Let’s do the math: A Whopper averages $4.19. The majority of customers likely bought fries and a drink to go with their burger, which runs $1.39 and $1.29 for the value menu sizes, respectively. That means Burger King was acquiring many customers for about $1.50.

It’s hard to say what the cost of customer acquisition (CAC) is across every industry, but it’s surely a lot more than $1.50.

And it was more than good marketing. It was good customer relations building. Burger King now could collect information about customers’ shopping habits, what they bought, how often they bought and time of day. And because it knows more about guests’ habits, it knows better how to target consumers and make it easier to buy. Burger King was building on the customer experience.

The brand showed that fast food was finally entering the modern age of customer acquisition and set a new benchmark for CAC in the process. And it’s a model that might be the savior for struggling industries, like retail apparel.

Improving the customer experience

It wasn’t that long ago that you had to have the perfect amount of cash on hand anytime you wanted to ride in a taxi. It also wasn’t that long ago that you had to go to a brick-and-mortar store to pick out which movie you wanted to watch.

When Uber and Lyft came along, they didn’t invent the idea of giving other people rides for money. They made it easier to get a ride where and when you wanted. They made the experience better.

Netflix didn’t invent the idea of home entertainment. They made it easier to watch programming where and when you wanted. They made the experience better.

We all know retail is struggling, but it’s not just because Jeff Bezos is hiring robots. Amazon made the retail experience better. You can now buy an espresso machine, groceries, and running shoes while sitting on the couch in your underwear. How is that not an amazing shopping experience?

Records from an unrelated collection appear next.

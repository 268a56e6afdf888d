//! CLI configuration -- thin wrapper around `choprest_config` shared types.
//!
//! Re-exports the shared types and adds CLI-specific resolution that
//! respects `GlobalOpts` flag overrides (--api-url, --map-key, --timeout).

use secrecy::SecretString;

use choprest_core::{CatalogConfig, MapConfig};

use crate::cli::GlobalOpts;
use crate::error::CliError;

// ── Re-exports from shared crate ────────────────────────────────────

pub use choprest_config::{
    Config, Profile, config_path, load_config_or_default, save_config,
};

// ── CLI-specific helpers ────────────────────────────────────────────

/// Resolve the active profile name from CLI flags and config.
pub fn active_profile_name(global: &GlobalOpts, config: &Config) -> String {
    global
        .profile
        .clone()
        .or_else(|| config.default_profile.clone())
        .unwrap_or_else(|| "default".into())
}

/// The active profile, falling back to built-in defaults when the config
/// file has none. An explicitly requested `--profile` must exist.
fn active_profile(global: &GlobalOpts, config: &Config) -> Result<(String, Profile), CliError> {
    let name = active_profile_name(global, config);
    match config.profiles.get(&name) {
        Some(profile) => Ok((name, profile.clone())),
        None if global.profile.is_some() => Err(CliError::Config(
            choprest_config::ConfigError::UnknownProfile { profile: name },
        )),
        None => Ok((name, Profile::default())),
    }
}

/// Apply flag overrides (flag > env > profile) to the active profile.
fn effective_profile(global: &GlobalOpts, config: &Config) -> Result<(String, Profile), CliError> {
    let (name, mut profile) = active_profile(global, config)?;
    if let Some(url) = global.api_url.as_deref() {
        url.clone_into(&mut profile.api_url);
    }
    profile.timeout = Some(global.timeout);
    Ok((name, profile))
}

/// Catalog settings for the REST commands.
pub fn resolve_catalog(global: &GlobalOpts, config: &Config) -> Result<CatalogConfig, CliError> {
    let (_, profile) = effective_profile(global, config)?;
    Ok(choprest_config::profile_to_catalog_config(&profile)?)
}

/// Map settings for the `map` command. `--map-key` wins over every
/// stored key.
pub fn resolve_map(global: &GlobalOpts, config: &Config) -> Result<MapConfig, CliError> {
    let (name, profile) = effective_profile(global, config)?;
    let key = match global.map_key.as_deref() {
        Some(key) => SecretString::from(key.to_owned()),
        None => choprest_config::resolve_map_key(&profile, &name)?,
    };
    Ok(choprest_config::map_config_with_key(&profile, key)?)
}

/// Radius for nearby searches when `--radius` is not given.
pub fn nearby_radius(global: &GlobalOpts, config: &Config) -> Result<f64, CliError> {
    let (_, profile) = effective_profile(global, config)?;
    Ok(profile
        .nearby_radius_m
        .unwrap_or_else(|| MapConfig::default().nearby_radius_m))
}
// ── In-memory SDK ──
//
// A complete `MapSdk` with no rendering. Keeps the same object tables a
// browser SDK would and exposes them for inspection, so the engine can run
// in a terminal and be asserted on in tests.

use std::collections::{BTreeMap, HashMap};
use std::sync::atomic::{AtomicU64, Ordering};
use std::sync::{Mutex, MutexGuard, PoisonError};

use futures::future::{self, BoxFuture, FutureExt};
use serde::Serialize;
use tracing::{debug, trace};
use url::Url;

use super::{ClickHandler, MapId, MapSdk, MarkerId, OverlayId, SdkError};
use crate::model::GeoPoint;

#[derive(Debug, Clone, Copy)]
enum Readiness {
    /// Ready before any script is injected.
    Preloaded,
    /// Ready on the nth readiness check after injection.
    AfterChecks(u32),
    Never,
}

/// Snapshot of one live marker.
#[derive(Debug, Clone, PartialEq, Serialize)]
pub struct MarkerView {
    #[serde(skip)]
    pub id: MarkerId,
    pub title: String,
    pub position: GeoPoint,
    #[serde(skip)]
    pub clickable: bool,
}

/// Snapshot of one open info overlay.
#[derive(Debug, Clone, PartialEq, Eq, Serialize)]
pub struct OverlayView {
    #[serde(skip)]
    pub id: OverlayId,
    #[serde(skip)]
    pub anchor: MarkerId,
    pub content: String,
}

struct MapState {
    container: String,
    center: GeoPoint,
    zoom: u8,
    zoom_history: Vec<u8>,
    pans: u32,
}

struct MarkerState {
    map: MapId,
    position: GeoPoint,
    title: String,
    handler: Option<ClickHandler>,
}

struct OverlayState {
    content: String,
    open_on: Option<(MapId, MarkerId)>,
}

struct State {
    readiness: Readiness,
    script_failure: Option<String>,
    reject_markers: bool,
    injected: Vec<Url>,
    checks: u32,
    checks_since_injection: u32,
    markers_created: u32,
    maps: HashMap<MapId, MapState>,
    // Ordered so inspection follows creation order.
    markers: BTreeMap<MarkerId, MarkerState>,
    overlays: BTreeMap<OverlayId, OverlayState>,
}

/// A `MapSdk` that keeps everything in memory.
pub struct HeadlessSdk {
    state: Mutex<State>,
    next_id: AtomicU64,
}

impl HeadlessSdk {
    fn with_readiness(readiness: Readiness) -> Self {
        Self {
            state: Mutex::new(State {
                readiness,
                script_failure: None,
                reject_markers: false,
                injected: Vec::new(),
                checks: 0,
                checks_since_injection: 0,
                markers_created: 0,
                maps: HashMap::new(),
                markers: BTreeMap::new(),
                overlays: BTreeMap::new(),
            }),
            next_id: AtomicU64::new(1),
        }
    }

    /// Needs a script injection, then reports ready on the first check.
    pub fn new() -> Self {
        Self::ready_after(1)
    }

    /// Needs a script injection, then reports ready on the `checks`th
    /// readiness check after it. `0` means ready as soon as the script loads.
    pub fn ready_after(checks: u32) -> Self {
        Self::with_readiness(Readiness::AfterChecks(checks))
    }

    /// Loads the script but never finishes initializing.
    pub fn never_ready() -> Self {
        Self::with_readiness(Readiness::Never)
    }

    /// Script injection fails with `reason`.
    pub fn failing_script(reason: impl Into<String>) -> Self {
        let sdk = Self::with_readiness(Readiness::Never);
        sdk.lock().script_failure = Some(reason.into());
        sdk
    }

    /// Already initialized by someone else; no injection needed.
    pub fn preloaded() -> Self {
        Self::with_readiness(Readiness::Preloaded)
    }

    /// Make every subsequent `create_marker` fail.
    pub fn reject_markers(&self, reject: bool) {
        self.lock().reject_markers = reject;
    }

    fn lock(&self) -> MutexGuard<'_, State> {
        self.state.lock().unwrap_or_else(PoisonError::into_inner)
    }

    fn next<T>(&self, wrap: impl FnOnce(u64) -> T) -> T {
        wrap(self.next_id.fetch_add(1, Ordering::Relaxed))
    }

    // ── Inspection ───────────────────────────────────────────────────

    /// Live markers in creation order.
    pub fn markers(&self) -> Vec<MarkerView> {
        self.lock()
            .markers
            .iter()
            .map(|(id, m)| MarkerView {
                id: *id,
                title: m.title.clone(),
                position: m.position,
                clickable: m.handler.is_some(),
            })
            .collect()
    }

    pub fn marker_count(&self) -> usize {
        self.lock().markers.len()
    }

    /// Overlays currently shown on any map.
    pub fn open_overlays(&self) -> Vec<OverlayView> {
        self.lock()
            .overlays
            .iter()
            .filter_map(|(id, o)| {
                o.open_on.map(|(_, anchor)| OverlayView {
                    id: *id,
                    anchor,
                    content: o.content.clone(),
                })
            })
            .collect()
    }

    /// Overlays still held, open or not.
    pub fn overlay_count(&self) -> usize {
        self.lock().overlays.len()
    }

    /// Every zoom level a map has been set to, in order.
    pub fn zoom_history(&self, map: MapId) -> Vec<u8> {
        self.lock()
            .maps
            .get(&map)
            .map(|m| m.zoom_history.clone())
            .unwrap_or_default()
    }

    /// Number of animated pans a map has seen.
    pub fn pan_count(&self, map: MapId) -> u32 {
        self.lock().maps.get(&map).map_or(0, |m| m.pans)
    }

    /// Container a map was mounted into.
    pub fn container(&self, map: MapId) -> Option<String> {
        self.lock().maps.get(&map).map(|m| m.container.clone())
    }

    pub fn map_count(&self) -> usize {
        self.lock().maps.len()
    }

    /// Script URLs injected so far.
    pub fn injected_scripts(&self) -> Vec<Url> {
        self.lock().injected.clone()
    }

    pub fn readiness_checks(&self) -> u32 {
        self.lock().checks
    }

    /// Total `create_marker` successes, including markers since removed.
    pub fn markers_created(&self) -> u32 {
        self.lock().markers_created
    }

    /// Simulate a user click. Returns `false` when the marker is gone or has
    /// no listener. The handler runs with no internal lock held.
    pub fn click(&self, marker: MarkerId) -> bool {
        let handler = self.lock().markers.get(&marker).and_then(|m| m.handler.clone());
        match handler {
            Some(handler) => {
                handler();
                true
            }
            None => false,
        }
    }

    /// Click the first live marker whose title matches.
    pub fn click_titled(&self, title: &str) -> bool {
        let id = self
            .lock()
            .markers
            .iter()
            .find(|(_, m)| m.title == title)
            .map(|(id, _)| *id);
        id.is_some_and(|id| self.click(id))
    }
}

impl Default for HeadlessSdk {
    fn default() -> Self {
        Self::new()
    }
}

impl MapSdk for HeadlessSdk {
    fn is_ready(&self) -> bool {
        let mut state = self.lock();
        state.checks += 1;
        match state.readiness {
            Readiness::Preloaded => true,
            Readiness::Never => false,
            Readiness::AfterChecks(_) if state.injected.is_empty() => false,
            Readiness::AfterChecks(n) => {
                state.checks_since_injection += 1;
                state.checks_since_injection >= n
            }
        }
    }

    fn inject_script(&self, url: &Url) -> BoxFuture<'_, Result<(), SdkError>> {
        let mut state = self.lock();
        debug!(%url, "headless script injection");
        let result = match state.script_failure.clone() {
            Some(reason) => Err(SdkError(reason)),
            None => {
                state.injected.push(url.clone());
                if let Readiness::AfterChecks(0) = state.readiness {
                    state.readiness = Readiness::Preloaded;
                }
                Ok(())
            }
        };
        future::ready(result).boxed()
    }

    fn create_map(&self, container: &str, center: GeoPoint, zoom: u8) -> Result<MapId, SdkError> {
        if container.trim().is_empty() {
            return Err(SdkError::new("container id is empty"));
        }
        let id = self.next(MapId::new);
        self.lock().maps.insert(
            id,
            MapState {
                container: container.to_owned(),
                center,
                zoom,
                zoom_history: vec![zoom],
                pans: 0,
            },
        );
        Ok(id)
    }

    fn create_marker(&self, map: MapId, position: GeoPoint, title: &str) -> Result<MarkerId, SdkError> {
        let id = self.next(MarkerId::new);
        let mut state = self.lock();
        if state.reject_markers {
            return Err(SdkError::new("marker creation rejected"));
        }
        if !state.maps.contains_key(&map) {
            return Err(SdkError(format!("unknown {map}")));
        }
        state.markers.insert(
            id,
            MarkerState {
                map,
                position,
                title: title.to_owned(),
                handler: None,
            },
        );
        state.markers_created += 1;
        trace!(%id, %map, "marker created");
        Ok(id)
    }

    fn remove_marker(&self, marker: MarkerId) {
        let mut state = self.lock();
        if let Some(removed) = state.markers.remove(&marker) {
            trace!(%marker, map = %removed.map, "marker removed");
        }
        // An overlay anchored on a removed marker disappears with it.
        state
            .overlays
            .retain(|_, overlay| !overlay.open_on.is_some_and(|(_, anchor)| anchor == marker));
    }

    fn create_info_overlay(&self, content: &str) -> Result<OverlayId, SdkError> {
        let id = self.next(OverlayId::new);
        self.lock().overlays.insert(
            id,
            OverlayState {
                content: content.to_owned(),
                open_on: None,
            },
        );
        Ok(id)
    }

    fn open_overlay(&self, map: MapId, overlay: OverlayId, anchor: MarkerId) {
        let mut state = self.lock();
        if !state.markers.contains_key(&anchor) {
            return;
        }
        if let Some(o) = state.overlays.get_mut(&overlay) {
            o.open_on = Some((map, anchor));
        }
    }

    fn close_overlay(&self, overlay: OverlayId) {
        if self.lock().overlays.remove(&overlay).is_some() {
            trace!(%overlay, "overlay closed");
        }
    }

    fn add_click_listener(&self, marker: MarkerId, handler: ClickHandler) {
        if let Some(m) = self.lock().markers.get_mut(&marker) {
            m.handler = Some(handler);
        }
    }

    fn pan_to(&self, map: MapId, center: GeoPoint) {
        if let Some(m) = self.lock().maps.get_mut(&map) {
            m.center = center;
            m.pans += 1;
        }
    }

    fn set_center(&self, map: MapId, center: GeoPoint) {
        if let Some(m) = self.lock().maps.get_mut(&map) {
            m.center = center;
        }
    }

    fn set_zoom(&self, map: MapId, level: u8) {
        if let Some(m) = self.lock().maps.get_mut(&map) {
            m.zoom = level;
            m.zoom_history.push(level);
        }
    }

    fn center(&self, map: MapId) -> Option<GeoPoint> {
        self.lock().maps.get(&map).map(|m| m.center)
    }

    fn zoom(&self, map: MapId) -> Option<u8> {
        self.lock().maps.get(&map).map(|m| m.zoom)
    }
}

#[cfg(test)]
#[allow(clippy::unwrap_used)]
mod tests {
    use std::sync::Arc;
    use std::sync::atomic::AtomicUsize;

    use super::*;

    fn url() -> Url {
        Url::parse("https://maps.example/sdk.js?appkey=k&autoload=false").unwrap()
    }

    #[tokio::test]
    async fn ready_after_counts_checks_since_injection() {
        let sdk = HeadlessSdk::ready_after(2);
        assert!(!sdk.is_ready());
        sdk.inject_script(&url()).await.unwrap();
        assert!(!sdk.is_ready());
        assert!(sdk.is_ready());
        assert_eq!(sdk.readiness_checks(), 3);
        assert_eq!(sdk.injected_scripts(), vec![url()]);
    }

    #[tokio::test]
    async fn failing_script_records_nothing() {
        let sdk = HeadlessSdk::failing_script("blocked");
        let err = sdk.inject_script(&url()).await.unwrap_err();
        assert_eq!(err, SdkError::new("blocked"));
        assert!(sdk.injected_scripts().is_empty());
        assert!(!sdk.is_ready());
    }

    #[test]
    fn removing_anchor_closes_overlay() {
        let sdk = HeadlessSdk::preloaded();
        let here = GeoPoint::SEOUL_CITY_HALL;
        let map = sdk.create_map("map", here, 7).unwrap();
        let marker = sdk.create_marker(map, here, "a").unwrap();
        let overlay = sdk.create_info_overlay("<p>a</p>").unwrap();
        sdk.open_overlay(map, overlay, marker);
        assert_eq!(sdk.open_overlays().len(), 1);

        sdk.remove_marker(marker);
        assert!(sdk.open_overlays().is_empty());
        assert_eq!(sdk.overlay_count(), 0);
        assert_eq!(sdk.marker_count(), 0);
        assert_eq!(sdk.markers_created(), 1);
    }

    #[test]
    fn closed_overlays_are_dropped() {
        let sdk = HeadlessSdk::preloaded();
        let here = GeoPoint::SEOUL_CITY_HALL;
        let map = sdk.create_map("map", here, 7).unwrap();
        let marker = sdk.create_marker(map, here, "a").unwrap();
        let idle = sdk.create_info_overlay("<p>idle</p>").unwrap();
        let shown = sdk.create_info_overlay("<p>a</p>").unwrap();
        sdk.open_overlay(map, shown, marker);

        sdk.close_overlay(shown);
        sdk.close_overlay(shown);
        assert_eq!(sdk.overlay_count(), 1);

        sdk.remove_marker(marker);
        assert_eq!(sdk.overlay_count(), 1);
        sdk.close_overlay(idle);
        assert_eq!(sdk.overlay_count(), 0);
    }

    #[test]
    fn click_runs_handler() {
        let sdk = HeadlessSdk::preloaded();
        let here = GeoPoint::SEOUL_CITY_HALL;
        let map = sdk.create_map("map", here, 7).unwrap();
        let marker = sdk.create_marker(map, here, "a").unwrap();
        assert!(!sdk.click(marker));

        let hits = Arc::new(AtomicUsize::new(0));
        let counter = Arc::clone(&hits);
        sdk.add_click_listener(
            marker,
            Arc::new(move || {
                counter.fetch_add(1, Ordering::SeqCst);
            }),
        );
        assert!(sdk.click_titled("a"));
        assert_eq!(hits.load(Ordering::SeqCst), 1);
    }

    #[test]
    fn empty_container_is_rejected() {
        let sdk = HeadlessSdk::preloaded();
        assert!(sdk.create_map(" ", GeoPoint::SEOUL_CITY_HALL, 7).is_err());
    }
}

The good news is retail and restaurants still have the opportunity to inspire loyalty in customers that goes beyond rewards cards or other incentives that subtract from the bottom line. The technology that enabled Uber and Netflix and Amazon to flourish is no longer out of reach.

But to get there, a restaurant must first become a customer-centric, customer-first brand. They have to become a customer experientialist.

Know your customers

For industries like clothing retailers, the vast majority of customers are completely anonymous. Bob isn’t Bob; he’s a pair of socks and a suit. He comes in, buys, leaves, and no one knows that he was ever there.

To create positive customer experiences, restaurants can’t just acquire any customers, they have to acquire known customers.

Imagine what retail clothing stores could do with known customers. Today they rely on red sale signs to bring in more foot traffic. Maybe it helps one or two customers to come in or encourage someone to make a purchase, but the truth is they don’t really know what the customer’s motivations are who shop with them. The situation isn’t that different for restaurants.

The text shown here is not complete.